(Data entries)

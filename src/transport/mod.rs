// SPDX-License-Identifier: BUSL-1.1
// Copyright (c) 2026 Alfred Jean LLC

//! HTTP + WebSocket transport: per-connection dispatch (C7) and the
//! on-demand screenshot renderer (C8).

pub mod envelope;
pub mod screenshot;
pub mod ws;

use std::collections::HashMap;
use std::sync::atomic::{AtomicU64, Ordering};
use std::sync::Arc;

use tokio::sync::RwLock;
use tokio_util::sync::CancellationToken;

use crate::identity::RouteKey;
use crate::session::manager::SessionManager;

/// Shared state for the transport layer: the session registry plus the
/// single-socket-per-route-key bookkeeping used by C7.
pub struct GatewayState {
    pub manager: Arc<SessionManager>,
    connections: RwLock<HashMap<RouteKey, (CancellationToken, u64)>>,
    next_conn_id: AtomicU64,
}

impl GatewayState {
    pub fn new(manager: Arc<SessionManager>) -> Self {
        Self { manager, connections: RwLock::new(HashMap::new()), next_conn_id: AtomicU64::new(0) }
    }

    fn next_connection_id(&self) -> u64 {
        self.next_conn_id.fetch_add(1, Ordering::Relaxed)
    }

    /// Cancel every registered socket in parallel (§4.9 shutdown step 1).
    pub async fn close_all_sockets(&self) {
        let mut connections = self.connections.write().await;
        for (_, (cancel, _)) in connections.drain() {
            cancel.cancel();
        }
    }
}

/// Build the gateway's `/ws` and `/screenshot` routes (C9 composes this
/// with the out-of-scope landing page and static assets).
pub fn router(state: Arc<GatewayState>) -> axum::Router {
    axum::Router::new()
        .route("/ws/{route_key}", axum::routing::get(ws::ws_handler))
        .route("/screenshot", axum::routing::get(screenshot::screenshot_handler))
        .layer(tower_http::trace::TraceLayer::new_for_http())
        .layer(tower_http::cors::CorsLayer::permissive())
        .with_state(state)
}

What you have to do:
Please find every line in the records above that holds the word "GatewayState" and copy it.

Solution to the exercise:
pub struct GatewayState {
impl GatewayState {
pub fn router(state: Arc<GatewayState>) -> axum::Router {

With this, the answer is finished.